◆ WORK INSTRUCTIONS
If a line in the entries contains the word "tests", list it.

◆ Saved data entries

# # # # # # #

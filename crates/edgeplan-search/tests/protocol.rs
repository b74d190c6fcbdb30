//! Coordination protocol integration tests.
//!
//! These run the real tasks in-process: the barrier scenario (the
//! coordinator must not merge before both lanes publish), the forced
//! handoff scenario (a worker retires before its next search step and the
//! flag resets on consumption), seeded monotonicity, and the end-to-end
//! convergence scenario on the two-node reference cluster.

use std::collections::HashMap;
use std::sync::Arc;
use std::time::Duration;

use rand::SeedableRng;
use rand_chacha::ChaCha8Rng;
use tokio::sync::{mpsc, watch};
use tokio::time::timeout;

use edgeplan_fitness::Evaluator;
use edgeplan_model::{ClusterModel, NodeSpec, ServiceSpec};
use edgeplan_search::{
    Algorithm, CoordinationContext, Coordinator, Driver, Lane, ParetoFront, PsoWorker,
    SearchConfig, Transform, WorkerEvent, WorkerLinks,
};
use edgeplan_trace::{Span, Trace, TraceSet};

/// Two nodes (edge, cloud), one service, one single-span trace:
/// edge time 100µs, cloud time 50µs, no network delay.
fn reference_evaluator() -> Arc<Evaluator> {
    let model = Arc::new(
        ClusterModel::new(
            vec![
                NodeSpec {
                    id: "edge".into(),
                    cpu: 5,
                    memory: 100,
                },
                NodeSpec {
                    id: "cloud".into(),
                    cpu: 5,
                    memory: 100,
                },
            ],
            vec![ServiceSpec {
                id: "svc".into(),
                cpu: 1,
                memory: 1,
            }],
            "cloud",
            &[],
        )
        .unwrap(),
    );
    let traces = TraceSet {
        data: vec![Trace {
            trace_id: "t1".into(),
            duration: 100,
            spans: vec![Span {
                span_id: "s1".into(),
                operation_name: "op".into(),
                service_name: "svc".into(),
                parent_service: None,
                start_time: 0,
                duration: 100,
            }],
        }],
    };
    let edge = HashMap::from([(
        "svc".to_string(),
        HashMap::from([("op".to_string(), 100u64)]),
    )]);
    let cloud = HashMap::from([(
        "svc".to_string(),
        HashMap::from([("op".to_string(), 50u64)]),
    )]);
    Arc::new(Evaluator::new(model, &traces, &edge, &cloud).with_network_delay(0.0))
}

fn config(population: usize, iterations: u64, seed: u64) -> SearchConfig {
    SearchConfig {
        population,
        max_iterations: iterations,
        seed: Some(seed),
        ..SearchConfig::default()
    }
}

#[tokio::test]
async fn coordinator_blocks_until_both_lanes_publish() {
    let ctx = Arc::new(CoordinationContext::new());
    let (events_tx, _events_rx) = mpsc::unbounded_channel();
    let (next_tx, next_rx) = watch::channel(0u64);
    let cfg = config(4, 3, 1);

    let coordinator = Coordinator::new(ctx.clone(), &cfg, events_tx, next_rx);
    let handle = tokio::spawn(coordinator.run());

    let mut merge_rx = ctx.subscribe_merge();

    // One lane publishes; the other is deliberately delayed. No merged
    // front may appear for the iteration.
    ctx.publish_front(Lane::Pso, ParetoFront::new(), 1).await;
    let blocked = timeout(Duration::from_millis(100), merge_rx.wait_for(|v| *v >= 1)).await;
    assert!(blocked.is_err(), "coordinator merged before both lanes published");
    drop(blocked);
    assert!(!ctx.is_ready().await);

    // The delayed lane publishes; the merge must now happen.
    ctx.publish_front(Lane::Gwo, ParetoFront::new(), 1).await;
    timeout(Duration::from_secs(2), merge_rx.wait_for(|v| *v >= 1))
        .await
        .expect("merge did not happen after both publishes")
        .unwrap();
    assert!(ctx.is_ready().await);

    // Let the coordinator run out its budget and shut down cleanly.
    for iteration in 1..=3u64 {
        ctx.publish_front(Lane::Pso, ParetoFront::new(), iteration).await;
        ctx.publish_front(Lane::Gwo, ParetoFront::new(), iteration).await;
        next_tx.send_replace(iteration);
    }
    timeout(Duration::from_secs(2), handle)
        .await
        .expect("coordinator did not stop")
        .unwrap()
        .unwrap();
}

#[tokio::test]
async fn forced_transform_retires_the_pso_worker() {
    let ctx = Arc::new(CoordinationContext::new());
    let (events_tx, mut events_rx) = mpsc::unbounded_channel();
    let (_next_tx, next_rx) = watch::channel(0u64);
    let population = 8;
    let cfg = Arc::new(config(population, 10, 7));

    let links = WorkerLinks {
        ctx: ctx.clone(),
        merge_rx: ctx.subscribe_merge(),
        next_rx,
        events: events_tx,
    };
    let worker = PsoWorker::new(
        Lane::Pso,
        cfg,
        reference_evaluator(),
        links,
        ChaCha8Rng::seed_from_u64(7),
    );
    let handle = tokio::spawn(worker.run());

    // Play the coordinator: wait for the publish, force the flag, merge.
    let mut publish_rx = ctx.subscribe_publish(Lane::Pso);
    timeout(Duration::from_secs(2), publish_rx.wait_for(|v| *v >= 1))
        .await
        .expect("worker did not publish")
        .unwrap();

    assert!(ctx.request_transform(Algorithm::Gwo).await);
    let (pso_front, _) = ctx.lane_fronts().await;
    ctx.complete_merge(pso_front, 1).await;

    // The worker must emit a handoff with half its population and stop —
    // no search step, no publish for the next iteration.
    let event = timeout(Duration::from_secs(2), events_rx.recv())
        .await
        .expect("no event from the worker")
        .expect("event channel closed");
    match event {
        WorkerEvent::Handoff {
            lane,
            iteration,
            target,
            particles,
        } => {
            assert_eq!(lane, Lane::Pso);
            assert_eq!(iteration, 1);
            assert_eq!(target, Algorithm::Gwo);
            assert_eq!(particles.len(), population / 2);
        }
        other => panic!("expected a handoff, got {other:?}"),
    }

    // The flag reads none immediately after being consumed.
    assert_eq!(ctx.transform().await, Transform::None);

    // Retired: the worker completed and never published iteration 2.
    timeout(Duration::from_secs(2), handle)
        .await
        .expect("worker did not stop after the handoff")
        .unwrap()
        .unwrap();
    assert!(*publish_rx.borrow() < 2);
    assert!(events_rx.try_recv().is_err());
}

#[tokio::test]
async fn seeded_run_reports_monotone_best_scores() {
    let evaluator = reference_evaluator();
    let outcome = Driver::new(evaluator, config(6, 15, 11))
        .run()
        .await
        .unwrap();

    assert_eq!(outcome.history.len(), 15);
    for pair in outcome.history.windows(2) {
        assert!(
            pair[1].best_score <= pair[0].best_score,
            "best score rose between iterations: {pair:?}"
        );
    }
}

#[tokio::test]
async fn converges_to_the_all_cloud_placement() {
    let evaluator = reference_evaluator();
    let outcome = Driver::new(evaluator.clone(), config(10, 40, 23))
        .run()
        .await
        .unwrap();

    assert_eq!(outcome.score, 50.0);
    let cloud = evaluator.model().cloud_node_index();
    let total = outcome.solution.service_total(0);
    assert!(total > 0);
    assert_eq!(outcome.solution.get(cloud, 0), total);
}

#[tokio::test]
async fn run_writes_progress_and_artifact() {
    let dir = std::env::temp_dir();
    let progress = dir.join(format!("edgeplan-test-progress-{}.csv", std::process::id()));
    let artifact = dir.join(format!("edgeplan-test-plan-{}.json", std::process::id()));
    std::fs::remove_file(&progress).ok();
    std::fs::remove_file(&artifact).ok();

    let evaluator = reference_evaluator();
    let outcome = Driver::new(evaluator.clone(), config(6, 8, 3))
        .with_progress_log(&progress)
        .with_artifact(&artifact)
        .run()
        .await
        .unwrap();

    let log = std::fs::read_to_string(&progress).unwrap();
    let lines: Vec<&str> = log.lines().collect();
    assert_eq!(lines[0], "iteration,bestScore");
    assert_eq!(lines.len(), 1 + 8);

    let plan: std::collections::BTreeMap<String, std::collections::BTreeMap<String, u32>> =
        serde_json::from_str(&std::fs::read_to_string(&artifact).unwrap()).unwrap();
    let from_artifact: u32 = plan.values().flat_map(|row| row.values()).sum();
    assert_eq!(from_artifact, outcome.solution.total());

    std::fs::remove_file(&progress).ok();
    std::fs::remove_file(&artifact).ok();
}

#[tokio::test]
async fn handoff_mid_run_completes_the_budget() {
    // A one-iteration threshold makes the coordinator request a handoff as
    // soon as the displacement imbalance leans one way; the run must still
    // finish its budget and produce a plan.
    let evaluator = reference_evaluator();
    let cfg = SearchConfig {
        switch_threshold: Some(1),
        ..config(8, 25, 13)
    };
    let outcome = Driver::new(evaluator, cfg).run().await.unwrap();

    assert_eq!(outcome.history.len(), 25);
    assert!(outcome.score <= 100.0);
}
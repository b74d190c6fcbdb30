//! edgeplan-trace — recorded call traces and the tables derived from them.
//!
//! Everything here is produced by collaborators (a tracing backend export,
//! benchmark tables) and consumed read-only by the optimizer:
//!
//! - **`types`** — trace set and processing-time table shapes
//! - **`loader`** — typed JSON loaders for traces and resource tables
//! - **`calls`** — directed service-call counting
//! - **`heatmap`** — pairwise dependency weights: call-count and
//!   invocation-chain (DepIC) variants, with CSV import/export

pub mod calls;
pub mod error;
pub mod heatmap;
pub mod loader;
pub mod types;

pub use calls::{CallKey, count_service_calls};
pub use error::{TraceError, TraceResult};
pub use heatmap::{Heatmap, dep_ic_heatmap, invocation_chains};
pub use loader::{load_processing_times, load_resource_table, load_traces};
pub use types::{ProcessingTimes, Span, Trace, TraceSet};
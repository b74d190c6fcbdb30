//! The merge coordinator.
//!
//! Once per iteration, after both lanes have published, it folds the two
//! fronts into the merged front with the same dominance insertion rule,
//! tracks which algorithm's candidates are being displaced, and requests a
//! one-shot handoff when the imbalance stays on one side long enough.

use std::sync::Arc;

use tokio::sync::{mpsc, watch};
use tracing::{debug, info};

use crate::config::SearchConfig;
use crate::context::{CoordinationContext, Lane};
use crate::error::{SearchError, SearchResult};
use crate::front::{Algorithm, ParetoFront};
use crate::protocol::WorkerEvent;

pub struct Coordinator {
    ctx: Arc<CoordinationContext>,
    publish_rx: [watch::Receiver<u64>; 2],
    events: mpsc::UnboundedSender<WorkerEvent>,
    next_rx: watch::Receiver<u64>,
    max_iterations: u64,
    threshold: i64,
    imbalance: i64,
    /// Directions already used: [PSO→GWO, GWO→PSO].
    spent: [bool; 2],
}

impl Coordinator {
    pub fn new(
        ctx: Arc<CoordinationContext>,
        cfg: &SearchConfig,
        events: mpsc::UnboundedSender<WorkerEvent>,
        next_rx: watch::Receiver<u64>,
    ) -> Self {
        let publish_rx = [
            ctx.subscribe_publish(Lane::Pso),
            ctx.subscribe_publish(Lane::Gwo),
        ];
        Self {
            ctx,
            publish_rx,
            events,
            next_rx,
            max_iterations: cfg.max_iterations,
            threshold: cfg.transform_threshold(),
            imbalance: 0,
            spent: [false, false],
        }
    }

    pub async fn run(mut self) -> SearchResult<()> {
        for iteration in 1..=self.max_iterations {
            for rx in &mut self.publish_rx {
                rx.wait_for(|v| *v >= iteration)
                    .await
                    .map_err(|_| SearchError::SignalClosed("lane publish signal"))?;
            }

            let (pso_front, gwo_front) = self.ctx.lane_fronts().await;
            let (merged, displaced) = merge_fronts(pso_front, gwo_front);
            self.update_imbalance(displaced, iteration).await;

            debug!(
                iteration,
                merged = merged.len(),
                imbalance = self.imbalance,
                "merged iteration fronts"
            );
            self.ctx.complete_merge(merged, iteration).await;

            self.events
                .send(WorkerEvent::CoordinatorComplete { iteration })
                .map_err(|_| SearchError::SignalClosed("driver event channel"))?;

            self.next_rx
                .wait_for(|v| *v >= iteration)
                .await
                .map_err(|_| SearchError::SignalClosed("next-iteration broadcast"))?;
        }
        Ok(())
    }

    /// Move the imbalance toward whichever algorithm lost more candidates
    /// this merge, and flip the transform flag on a threshold crossing.
    async fn update_imbalance(&mut self, displaced: [u32; 2], iteration: u64) {
        let (pso, gwo) = (
            displaced[Algorithm::Pso.index()],
            displaced[Algorithm::Gwo.index()],
        );
        if pso > gwo {
            self.imbalance += 1;
        } else if gwo > pso {
            self.imbalance -= 1;
        }

        let request = if self.imbalance > self.threshold && !self.spent[0] {
            Some((Algorithm::Gwo, 0))
        } else if self.imbalance < -self.threshold && !self.spent[1] {
            Some((Algorithm::Pso, 1))
        } else {
            None
        };

        if let Some((target, direction)) = request {
            if self.ctx.request_transform(target).await {
                self.spent[direction] = true;
                self.imbalance = 0;
                info!(iteration, ?target, "requesting algorithm handoff");
            }
        }
    }
}

/// Fold both lane fronts into one, counting how many of each algorithm's
/// candidates are displaced by a member of the other front.
///
/// The displacement count is cross-front and independent of insertion
/// order — a candidate only dominated within its own lane does not signal
/// anything about the other algorithm.
fn merge_fronts(pso: ParetoFront, gwo: ParetoFront) -> (ParetoFront, [u32; 2]) {
    let mut displaced = [0u32; 2];
    for entry in pso.entries() {
        if gwo.entries().iter().any(|g| g.dominates(entry)) {
            displaced[Algorithm::Pso.index()] += 1;
        }
    }
    for entry in gwo.entries() {
        if pso.entries().iter().any(|p| p.dominates(entry)) {
            displaced[Algorithm::Gwo.index()] += 1;
        }
    }

    let mut merged = ParetoFront::new();
    for entry in pso.into_entries().into_iter().chain(gwo.into_entries()) {
        merged.insert(entry);
    }
    (merged, displaced)
}
//! edgeplan-fitness — scores a candidate deployment plan.
//!
//! The evaluator turns a plan plus the recorded trace data into one scalar:
//! the predicted average end-to-end latency (µs), minus a co-location bonus
//! when a dependency heatmap is supplied. Lower is better; infeasible plans
//! collapse to a large sentinel penalty instead of erroring so the search
//! is steered away rather than aborted.

pub mod evaluator;

pub use evaluator::{DEFAULT_NETWORK_DELAY_US, Evaluator, INFEASIBLE_PENALTY};
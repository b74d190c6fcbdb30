//! Trace set and processing-time table shapes.
//!
//! The JSON layout mirrors the tracing-backend export the original tables
//! were generated from: a `data` array of traces, each with flattened spans
//! that already carry their service and parent-service names. Timestamps
//! and durations are microseconds.

use std::collections::HashMap;

use serde::{Deserialize, Serialize};

/// `service → operation → microseconds` lookup table.
pub type ProcessingTimes = HashMap<String, HashMap<String, u64>>;

/// One span of a recorded trace.
#[derive(Debug, Clone, Serialize, Deserialize, PartialEq)]
#[serde(rename_all = "camelCase")]
pub struct Span {
    #[serde(rename = "spanID", default)]
    pub span_id: String,
    pub operation_name: String,
    pub service_name: String,
    /// Service of the parent span, absent for roots.
    #[serde(default, skip_serializing_if = "Option::is_none")]
    pub parent_service: Option<String>,
    /// Microseconds since epoch.
    #[serde(default)]
    pub start_time: i64,
    /// Microseconds.
    #[serde(default)]
    pub duration: i64,
}

/// One recorded end-to-end request.
#[derive(Debug, Clone, Serialize, Deserialize, PartialEq)]
pub struct Trace {
    #[serde(rename = "traceID", default)]
    pub trace_id: String,
    /// Recorded end-to-end duration in microseconds.
    #[serde(default)]
    pub duration: i64,
    pub spans: Vec<Span>,
}

impl Trace {
    /// The service the request entered through — the earliest-starting span.
    pub fn entry_service(&self) -> Option<&str> {
        self.spans
            .iter()
            .min_by_key(|s| s.start_time)
            .map(|s| s.service_name.as_str())
    }
}

/// A set of recorded traces.
#[derive(Debug, Clone, Default, Serialize, Deserialize, PartialEq)]
pub struct TraceSet {
    pub data: Vec<Trace>,
}

impl TraceSet {
    pub fn len(&self) -> usize {
        self.data.len()
    }

    pub fn is_empty(&self) -> bool {
        self.data.is_empty()
    }
}

#[cfg(test)]
mod tests {
    use super::*;

    fn span(service: &str, start: i64) -> Span {
        Span {
            span_id: String::new(),
            operation_name: "op".to_string(),
            service_name: service.to_string(),
            parent_service: None,
            start_time: start,
            duration: 10,
        }
    }

    #[test]
    fn entry_service_is_earliest_span() {
        let trace = Trace {
            trace_id: "t1".to_string(),
            duration: 100,
            spans: vec![span("cart", 20), span("frontend", 5), span("payment", 30)],
        };
        assert_eq!(trace.entry_service(), Some("frontend"));
    }

    #[test]
    fn entry_service_of_empty_trace_is_none() {
        let trace = Trace {
            trace_id: "t1".to_string(),
            duration: 0,
            spans: Vec::new(),
        };
        assert_eq!(trace.entry_service(), None);
    }

    #[test]
    fn parses_backend_export_shape() {
        let json = r#"{
            "data": [{
                "traceID": "abc",
                "duration": 1200,
                "spans": [{
                    "spanID": "s1",
                    "operationName": "GET /cart",
                    "serviceName": "frontend",
                    "startTime": 100,
                    "duration": 900
                }, {
                    "spanID": "s2",
                    "operationName": "GetCart",
                    "serviceName": "cartservice",
                    "parentService": "frontend",
                    "startTime": 150,
                    "duration": 300
                }]
            }]
        }"#;

        let traces: TraceSet = serde_json::from_str(json).unwrap();
        assert_eq!(traces.len(), 1);
        assert_eq!(traces.data[0].spans.len(), 2);
        assert_eq!(
            traces.data[0].spans[1].parent_service.as_deref(),
            Some("frontend")
        );
        assert_eq!(traces.data[0].entry_service(), Some("frontend"));
    }
}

# # # # # # #

◆ ANSWER AREA
filename crates/edgeplan-search/tests/protocol.rs
//! Coordination protocol integration tests.
mod tests {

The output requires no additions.